The enormous world tours that supported Teenage Dream and that album’s 2013 follow-up, Prism, were epic. Multiple dates across the world led to staggering box-office returns – and a cinema documentary to chronicle it – but it was clear the pressure was taking its toll. The long-running dispute with fellow chart goliath Taylor Swift erupted over the booking of supporting dancers, and a marriage to Russell Brand flatlined over conflicting schedules forced on the couple by demanding, parallel careers. If Katy ever came close to truly cracking, she hid it well, but her determination to stay on the ride was wearing thin and she did what anyone sensible would as soon as she could: she took a break.
For the best part of three years, appearances were rare (aside from the constant, unwelcome attention from the tabloids) and work was limited to charity projects and a 2016 single to mark that year’s Olympics, ‘Rise’. It was clearly a time for reflection.

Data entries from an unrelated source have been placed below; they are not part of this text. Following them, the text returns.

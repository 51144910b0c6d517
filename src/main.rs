// Flume Shoal: a CPU-simulated shoal drawn with ONE instanced draw call.
// The simulation's position and heading arrays are uploaded verbatim as two
// per-instance vertex buffers every frame.
//
//   flume_shoal [--config <file.ron>] [agent_count]
//
//   F3      stats panel + steering sliders
//   F4      target markers
//   WASD    orbit, mouse wheel zoom, left drag orbit
//   Esc     quit

use std::path::PathBuf;
use std::sync::Arc;
use std::time::Instant;

use anyhow::{Context, Result, bail};
use bevy_ecs::prelude::*;
use glam::{Mat4, Vec4};
use wgpu::util::DeviceExt;
use winit::{
    event::{ElementState, Event as WinitEvent, KeyEvent, WindowEvent},
    event_loop::EventLoop,
    keyboard::{KeyCode, PhysicalKey},
    window::Window,
};

use flume_shoal::engine::camera::OrbitCamera;
use flume_shoal::engine::debug_overlay::{DebugOverlay, DebugStats, OverlayLayers, TargetMarker};
use flume_shoal::engine::input::InputState;
use flume_shoal::engine::lathe::fish_mesh;
use flume_shoal::engine::mesh::{GpuVertex, instance_vec3_desc, triangulate_smooth};
use flume_shoal::engine::systems::{build_world, frame_schedule};
use flume_shoal::engine::{Shoal, SimStats, WorldClock};
use flume_shoal::flock::{FlockConfig, FlockSimulation};

const FISH_LENGTH: f32 = 0.3;
const FISH_SEGMENTS: u32 = 10;
const DEPTH_FORMAT: wgpu::TextureFormat = wgpu::TextureFormat::Depth32Float;

// ============================================================================
// UNIFORM DATA
// ============================================================================

/// Matches `Uniforms` in fish.wgsl (80 bytes).
#[repr(C)]
#[derive(Copy, Clone, Debug, bytemuck::Pod, bytemuck::Zeroable)]
struct Uniforms {
    view_proj: [[f32; 4]; 4],
    time: f32,
    swim_amplitude: f32,
    swim_frequency: f32,
    _pad: f32,
}

impl Uniforms {
    fn new(view_proj: Mat4, time: f32) -> Self {
        Self {
            view_proj: view_proj.to_cols_array_2d(),
            time,
            swim_amplitude: FISH_LENGTH * 0.12,
            swim_frequency: 9.0,
            _pad: 0.0,
        }
    }
}

// ============================================================================
// COMMAND LINE
// ============================================================================

#[derive(Debug, Default, PartialEq)]
struct Args {
    config: Option<PathBuf>,
    agent_count: Option<usize>,
}

fn parse_args(mut args: impl Iterator<Item = String>) -> Result<Args> {
    let mut parsed = Args::default();
    while let Some(arg) = args.next() {
        match arg.as_str() {
            "--config" => {
                let path = args.next().context("--config needs a file path")?;
                parsed.config = Some(PathBuf::from(path));
            }
            count => {
                if parsed.agent_count.is_some() {
                    bail!("unexpected argument `{count}`");
                }
                let n = count
                    .parse()
                    .with_context(|| format!("agent count `{count}` is not a number"))?;
                parsed.agent_count = Some(n);
            }
        }
    }
    Ok(parsed)
}

fn load_config(args: &Args) -> Result<FlockConfig> {
    let config = match &args.config {
        Some(path) => FlockConfig::load(path)
            .with_context(|| format!("failed to load {}", path.display()))?,
        None => FlockConfig::default(),
    };
    Ok(match args.agent_count {
        Some(n) => config.with_agent_count(n),
        None => config,
    })
}

// ============================================================================
// FRAME TIMING
// ============================================================================

/// Frame times over the last whole second, for the overlay.
struct FrameTimer {
    window_start: Instant,
    frames: u32,
    sum_ms: f32,
    min_ms: f32,
    max_ms: f32,
    /// (fps, avg, min, max) of the last completed second.
    last: (u32, f32, f32, f32),
}

impl FrameTimer {
    fn new() -> Self {
        Self {
            window_start: Instant::now(),
            frames: 0,
            sum_ms: 0.0,
            min_ms: f32::MAX,
            max_ms: 0.0,
            last: (0, 0.0, 0.0, 0.0),
        }
    }

    fn record(&mut self, frame_ms: f32) {
        self.frames += 1;
        self.sum_ms += frame_ms;
        self.min_ms = self.min_ms.min(frame_ms);
        self.max_ms = self.max_ms.max(frame_ms);

        if self.window_start.elapsed().as_secs_f32() >= 1.0 {
            self.last = (
                self.frames,
                self.sum_ms / self.frames as f32,
                self.min_ms,
                self.max_ms,
            );
            *self = Self { last: self.last, ..Self::new() };
        }
    }
}

// ============================================================================
// APPLICATION STATE
// ============================================================================

struct State {
    window: Arc<Window>,
    surface: wgpu::Surface<'static>,
    device: wgpu::Device,
    queue: wgpu::Queue,
    config: wgpu::SurfaceConfiguration,
    size: winit::dpi::PhysicalSize<u32>,
    render_pipeline: wgpu::RenderPipeline,
    depth_view: wgpu::TextureView,
    vertex_buffer: wgpu::Buffer,
    index_buffer: wgpu::Buffer,
    num_indices: u32,
    position_buffer: wgpu::Buffer,
    heading_buffer: wgpu::Buffer,
    uniform_buffer: wgpu::Buffer,
    uniform_bind_group: wgpu::BindGroup,

    // ECS world: Shoal, WorldClock, SimStats
    world: World,
    schedule: Schedule,

    camera: OrbitCamera,
    input: InputState,
    overlay: DebugOverlay,
    timer: FrameTimer,
    last_update: Instant,
}

fn create_depth_view(device: &wgpu::Device, config: &wgpu::SurfaceConfiguration) -> wgpu::TextureView {
    let texture = device.create_texture(&wgpu::TextureDescriptor {
        label: Some("Depth Texture"),
        size: wgpu::Extent3d {
            width: config.width.max(1),
            height: config.height.max(1),
            depth_or_array_layers: 1,
        },
        mip_level_count: 1,
        sample_count: 1,
        dimension: wgpu::TextureDimension::D2,
        format: DEPTH_FORMAT,
        usage: wgpu::TextureUsages::RENDER_ATTACHMENT,
        view_formats: &[],
    });
    texture.create_view(&wgpu::TextureViewDescriptor::default())
}
// Steering targets: a handful of points every cell can be drawn toward.

use glam::Vec3;

use super::config::TargetPattern;

/// Recompute the target list for world time `t` into `out`.
///
/// `out` keeps its allocation; its length always ends up equal to the
/// pattern's target count.
pub fn update_targets(pattern: &TargetPattern, t: f64, out: &mut Vec<Vec3>) {
    out.clear();
    match pattern {
        TargetPattern::Orbiting(orbits) => out.extend(orbits.iter().map(|o| o.position(t))),
        TargetPattern::Static(points) => out.extend_from_slice(points),
    }
}

/// Target closest to `point` by squared distance.
///
/// On an exact tie the earlier target in the list wins. Returns `None` only
/// for an empty list.
pub fn nearest_target(point: Vec3, targets: &[Vec3]) -> Option<Vec3> {
    let mut best: Option<(f32, Vec3)> = None;
    for &t in targets {
        let d = point.distance_squared(t);
        match best {
            Some((best_d, _)) if d >= best_d => {}
            _ => best = Some((d, t)),
        }
    }
    best.map(|(_, t)| t)
}
// ECS resources shared between the frame schedule and the renderer.

use bevy_ecs::prelude::*;

use crate::flock::FlockSimulation;

/// The simulated shoal. The renderer only ever reads it through `Res`.
#[derive(Resource)]
pub struct Shoal(pub FlockSimulation);

/// Numbers from the most recent simulation step, for the overlay and logs.
#[derive(Resource, Debug, Default, Clone, Copy)]
pub struct SimStats {
    /// Wall time spent in `FlockSimulation::simulate`.
    pub simulate_ms: f32,
    pub cell_count: usize,
    pub largest_cell: usize,
    pub agent_count: usize,
    pub frame: u64,
}
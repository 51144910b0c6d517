// Vector helpers shared by the aggregation and steering phases.

use glam::Vec3;
use rand::Rng;

/// Squared-length threshold below which a vector is treated as degenerate.
/// Corresponds to an actual length of roughly 0.0316.
pub const NORMALIZE_EPSILON_SQ: f32 = 1e-3;

/// Scale `v` to length `scale`, or return `(0, 0, scale)` when `v` is too
/// short to normalize.
///
/// The fallback keeps isolated agents (and agents whose forces cancel out)
/// drifting along +Z instead of producing NaN, which would otherwise feed
/// forward into every later frame.
#[inline]
pub fn safe_normalize(v: Vec3, scale: f32) -> Vec3 {
    let len_sq = v.length_squared();
    if len_sq >= NORMALIZE_EPSILON_SQ {
        v * (scale / len_sq.sqrt())
    } else {
        Vec3::new(0.0, 0.0, scale)
    }
}

/// Uniformly distributed direction on the unit sphere.
pub fn random_unit_vector<R: Rng + ?Sized>(rng: &mut R) -> Vec3 {
    // Archimedes: uniform z and uniform azimuth give a uniform sphere.
    let z: f32 = rng.gen_range(-1.0..=1.0);
    let phi: f32 = rng.gen_range(0.0..std::f32::consts::TAU);
    let r = (1.0 - z * z).max(0.0).sqrt();
    Vec3::new(r * phi.cos(), r * phi.sin(), z)
}

/// True when every component of `v` is finite.
#[inline]
pub fn is_finite(v: Vec3) -> bool {
    v.x.is_finite() && v.y.is_finite() && v.z.is_finite()
}
// FlockSimulation owns the agent arrays and runs one frame at a time:
//
//   targets(t) -> clear hash -> insert -> aggregate cells -> steer and move
//
// Agent arrays are struct-of-arrays, allocated once and never resized, so
// the position and heading buffers can be handed to the GPU as-is.

use glam::Vec3;
use rand::rngs::StdRng;
use rand::{Rng, SeedableRng};

use super::aggregate::{CellAggregate, aggregate_cells};
use super::config::{FlockConfig, SteeringWeights};
use super::error::{FlockError, Result};
use super::executor::ParallelExecutor;
use super::math::{is_finite, random_unit_vector};
use super::spatial_hash::SpatialHash;
use super::steering::steer_and_move;
use super::targets::update_targets;

pub struct FlockSimulation {
    config: FlockConfig,
    /// Live weights; start out as `config.weights`.
    weights: SteeringWeights,
    seed: u64,
    frame: u64,

    positions: Vec<Vec3>,
    headings: Vec<Vec3>,
    speeds: Vec<f32>,
    cell_index: Vec<u32>,

    hash: SpatialHash,
    cells: Vec<CellAggregate>,
    targets: Vec<Vec3>,
    executor: ParallelExecutor,
}

impl FlockSimulation {
    /// Spawn `config.agent_count` agents at random positions, headings and
    /// speeds.
    ///
    /// With `config.seed` set, two simulations built from the same config
    /// and fed the same time steps evolve identically.
    pub fn new(config: FlockConfig) -> Result<Self> {
        config.validate()?;

        let seed = config.seed.unwrap_or_else(rand::random);
        let mut rng = StdRng::seed_from_u64(seed);
        let n = config.agent_count;
        let e = config.spawn_extent;

        let mut positions = Vec::with_capacity(n);
        let mut headings = Vec::with_capacity(n);
        let mut speeds = Vec::with_capacity(n);
        for _ in 0..n {
            positions.push(Vec3::new(
                rng.gen_range(-e..=e),
                rng.gen_range(-e..=e),
                rng.gen_range(-e..=e),
            ));
            headings.push(random_unit_vector(&mut rng));
            speeds.push(rng.gen_range(config.speed_min..=config.speed_max));
        }

        Self::assemble(config, seed, positions, headings, speeds)
    }

    /// Build a simulation from explicit agent state.
    ///
    /// `config.agent_count` is replaced by the length of the arrays, which
    /// must all match. `config.seed` is recorded but not used for spawning.
    pub fn from_state(
        mut config: FlockConfig,
        positions: Vec<Vec3>,
        headings: Vec<Vec3>,
        speeds: Vec<f32>,
    ) -> Result<Self> {
        if positions.len() != headings.len() || positions.len() != speeds.len() {
            return Err(FlockError::InvalidConfig(format!(
                "agent state arrays differ in length: {} positions, {} headings, {} speeds",
                positions.len(),
                headings.len(),
                speeds.len()
            )));
        }
        config.agent_count = positions.len();
        config.validate()?;
        if !positions.iter().chain(&headings).all(|v| is_finite(*v))
            || !speeds.iter().all(|s| s.is_finite())
        {
            return Err(FlockError::InvalidConfig("agent state must be finite".into()));
        }

        let seed = config.seed.unwrap_or(0);
        Self::assemble(config, seed, positions, headings, speeds)
    }

    fn assemble(
        config: FlockConfig,
        seed: u64,
        positions: Vec<Vec3>,
        headings: Vec<Vec3>,
        speeds: Vec<f32>,
    ) -> Result<Self> {
        let executor = ParallelExecutor::new(config.threads)?;
        let n = positions.len();
        Ok(Self {
            weights: config.weights,
            seed,
            frame: 0,
            positions,
            headings,
            speeds,
            cell_index: vec![0; n],
            hash: SpatialHash::new(),
            cells: Vec::new(),
            targets: Vec::with_capacity(config.targets.len()),
            executor,
            config,
        })
    }

    /// Advance the simulation by `dt` seconds at world time `world_time`.
    ///
    /// Blocks until both parallel phases have joined, so every buffer
    /// accessor sees a complete frame afterwards.
    pub fn simulate(&mut self, dt: f32, world_time: f64) {
        update_targets(&self.config.targets, world_time, &mut self.targets);
        let weights = self.effective_weights(world_time);

        self.hash.clear();
        self.hash.insert(self.config.cell_radius, &self.positions);

        aggregate_cells(
            &self.executor,
            &self.hash,
            &self.positions,
            &self.headings,
            &self.targets,
            &mut self.cells,
            &mut self.cell_index,
        );

        let cell_count = self.hash.cell_count();
        steer_and_move(
            &self.executor,
            &mut self.positions,
            &mut self.headings,
            &self.speeds,
            &self.cell_index,
            &self.cells[..cell_count],
            &weights,
            dt,
        );

        self.frame += 1;

        if cfg!(debug_assertions) {
            if let Some(i) = self.check_finite() {
                panic!(
                    "agent {i} went non-finite on frame {}: position {:?}, heading {:?}",
                    self.frame, self.positions[i], self.headings[i]
                );
            }
        }
    }

    /// Weights used for a frame at world time `t`, with breathing applied
    /// to the target weight.
    pub fn effective_weights(&self, t: f64) -> SteeringWeights {
        SteeringWeights {
            target: self.weights.target * self.config.breathing.factor(t),
            ..self.weights
        }
    }

    /// Index of the first agent with a NaN or infinite component.
    pub fn check_finite(&self) -> Option<usize> {
        self.positions
            .iter()
            .zip(&self.headings)
            .position(|(p, h)| !is_finite(*p) || !is_finite(*h))
    }

    pub fn positions(&self) -> &[Vec3] {
        &self.positions
    }

    pub fn headings(&self) -> &[Vec3] {
        &self.headings
    }

    /// Positions as tightly packed `[f32; 3]` bytes for an instance buffer.
    pub fn position_bytes(&self) -> &[u8] {
        bytemuck::cast_slice(&self.positions)
    }

    /// Headings as tightly packed `[f32; 3]` bytes for an instance buffer.
    pub fn heading_bytes(&self) -> &[u8] {
        bytemuck::cast_slice(&self.headings)
    }

    pub fn speeds(&self) -> &[f32] {
        &self.speeds
    }

    /// Dense cell index of every agent as of the last frame.
    pub fn cell_indices(&self) -> &[u32] {
        &self.cell_index
    }

    /// Aggregates for the cells occupied in the last frame.
    pub fn cells(&self) -> &[CellAggregate] {
        &self.cells[..self.hash.cell_count()]
    }

    pub fn cell_count(&self) -> usize {
        self.hash.cell_count()
    }

    pub fn largest_cell(&self) -> usize {
        self.hash.largest_bucket()
    }

    /// Targets used by the last frame.
    pub fn targets(&self) -> &[Vec3] {
        &self.targets
    }

    pub fn agent_count(&self) -> usize {
        self.positions.len()
    }

    pub fn frame(&self) -> u64 {
        self.frame
    }

    /// Seed the agents were spawned from.
    pub fn seed(&self) -> u64 {
        self.seed
    }

    pub fn workers(&self) -> usize {
        self.executor.workers()
    }

    pub fn weights(&self) -> SteeringWeights {
        self.weights
    }

    /// Retune the steering weights. Negative or non-finite values are
    /// clamped to zero.
    pub fn set_weights(&mut self, weights: SteeringWeights) {
        let clean = |w: f32| if w.is_finite() { w.max(0.0) } else { 0.0 };
        self.weights = SteeringWeights {
            separation: clean(weights.separation),
            alignment: clean(weights.alignment),
            target: clean(weights.target),
        };
    }

    pub fn config(&self) -> &FlockConfig {
        &self.config
    }
}

#[cfg(test)]
mod tests {
    use super::*;
    use crate::flock::config::{Breathing, TargetPattern};

    fn small_config() -> FlockConfig {
        FlockConfig {
            agent_count: 300,
            threads: Some(2),
            seed: Some(42),
            ..Default::default()
        }
    }

    #[test]
    fn spawn_respects_config() {
        let config = small_config();
        let sim = FlockSimulation::new(config.clone()).unwrap();
        assert_eq!(sim.agent_count(), 300);
        assert_eq!(sim.seed(), 42);
        for ((p, h), s) in sim.positions().iter().zip(sim.headings()).zip(sim.speeds()) {
            assert!(p.abs().max_element() <= config.spawn_extent);
            assert!((h.length() - 1.0).abs() < 1e-5);
            assert!((config.speed_min..=config.speed_max).contains(s));
        }
    }

    #[test]
    fn rejects_invalid_config() {
        let config = FlockConfig { cell_radius: -1.0, ..small_config() };
        assert!(matches!(FlockSimulation::new(config), Err(FlockError::InvalidConfig(_))));
    }

    #[test]
    fn from_state_checks_lengths() {
        let err = FlockSimulation::from_state(
            small_config(),
            vec![Vec3::ZERO; 2],
            vec![Vec3::X; 3],
            vec![1.0; 2],
        );
        assert!(matches!(err, Err(FlockError::InvalidConfig(_))));
    }

    #[test]
    fn from_state_rejects_nan() {
        let err = FlockSimulation::from_state(
            small_config(),
            vec![Vec3::new(f32::NAN, 0.0, 0.0)],
            vec![Vec3::X],
            vec![1.0],
        );
        assert!(matches!(err, Err(FlockError::InvalidConfig(_))));
    }

    #[test]
    fn simulate_updates_bookkeeping() {
        let mut sim = FlockSimulation::new(small_config()).unwrap();
        sim.simulate(1.0 / 60.0, 0.0);
        assert_eq!(sim.frame(), 1);
        assert_eq!(sim.targets().len(), 3);
        assert!(sim.cell_count() > 0);
        assert_eq!(sim.cells().len(), sim.cell_count());
        let members: u32 = sim.cells().iter().map(|c| c.members).sum();
        assert_eq!(members as usize, sim.agent_count());
        for (i, &c) in sim.cell_indices().iter().enumerate() {
            assert!((c as usize) < sim.cell_count(), "agent {i} has stale cell {c}");
        }
    }

    #[test]
    fn buffers_are_tightly_packed() {
        let sim = FlockSimulation::new(small_config()).unwrap();
        assert_eq!(sim.position_bytes().len(), sim.agent_count() * 12);
        assert_eq!(sim.heading_bytes().len(), sim.agent_count() * 12);
        let first: &[f32] = bytemuck::cast_slice(&sim.position_bytes()[..12]);
        assert_eq!(first, sim.positions()[0].to_array());
    }

    #[test]
    fn breathing_modulates_only_the_target_weight() {
        let config = FlockConfig {
            breathing: Breathing { amplitude: 0.5, period_secs: 4.0 },
            ..small_config()
        };
        let sim = FlockSimulation::new(config).unwrap();
        let base = sim.weights();
        let w = sim.effective_weights(1.0);
        assert_eq!(w.separation, base.separation);
        assert_eq!(w.alignment, base.alignment);
        assert!((w.target - base.target * 1.5).abs() < 1e-5);
    }

    #[test]
    fn set_weights_clamps() {
        let mut sim = FlockSimulation::new(small_config()).unwrap();
        sim.set_weights(SteeringWeights { separation: -2.0, alignment: f32::NAN, target: 3.0 });
        assert_eq!(sim.weights(), SteeringWeights { separation: 0.0, alignment: 0.0, target: 3.0 });
    }

    #[test]
    fn static_targets_are_reported() {
        let config = FlockConfig {
            targets: TargetPattern::Static(vec![Vec3::new(1.0, 2.0, 3.0)]),
            ..small_config()
        };
        let mut sim = FlockSimulation::new(config).unwrap();
        sim.simulate(0.01, 5.0);
        assert_eq!(sim.targets(), &[Vec3::new(1.0, 2.0, 3.0)]);
        assert!(sim.cells().iter().all(|c| c.target == Vec3::new(1.0, 2.0, 3.0)));
    }
}
// Engine module: ECS glue, camera, input, overlay and mesh building for the
// shoal viewer. Nothing here touches the simulation internals; systems reach
// the flock only through the `Shoal` resource.

pub mod camera;
pub mod clock;
pub mod debug_overlay;
pub mod input;
pub mod lathe;
pub mod mesh;
pub mod resources;
pub mod systems;

pub use clock::WorldClock;
pub use resources::{Shoal, SimStats};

The 2016 presidential election appeared to lure the star back towards the spotlight, and her support for Hillary Clinton was loud and atmospheric. Katy was devastated and, like so many, shocked at Hillary’s defeat that November. She shouldn’t have been – the world lies at a particularly volatile junction right now and politics is throwing us these showpiece surprises with alarming predictably.
How much of that night truly created the narrative and tone of Witness, and how much was already in play, only Katy can know, but it’s certain that American politics offered a timely tableau for her to experiment with. She is still asked fans to party, but also to reflect on the issues of our time. Ditching many of her former collaborators – though hit-maker Max Martin stays – Katy worked with acts such as Sia to shape a starker, more mature album. Its first single, ‘Chained To The Rhythm’, was among her catchiest yet, but its melodic pop carried a sting in its tail with a biting commentary on the dangers of society’s collective inertia.
This exposure, revealing a very different and vulnerable core, is, of course, familiar terrain for many artists as they mature, but Katy protests that what came before was no façade. “I’m not a con artist,” she insists. “That was just me. And this is me now. I didn’t kill her, because I love her. She is exactly what I had to do then.”
In rebooting her bulletproof hit formula, Katy Perry recognised that, to continue, she has to change: reshape her message and hope her fans follow. Evolution, certainly; revolution, maybe – but it’s clear she means business. She may not change the world, but she is going to give it a damn good try.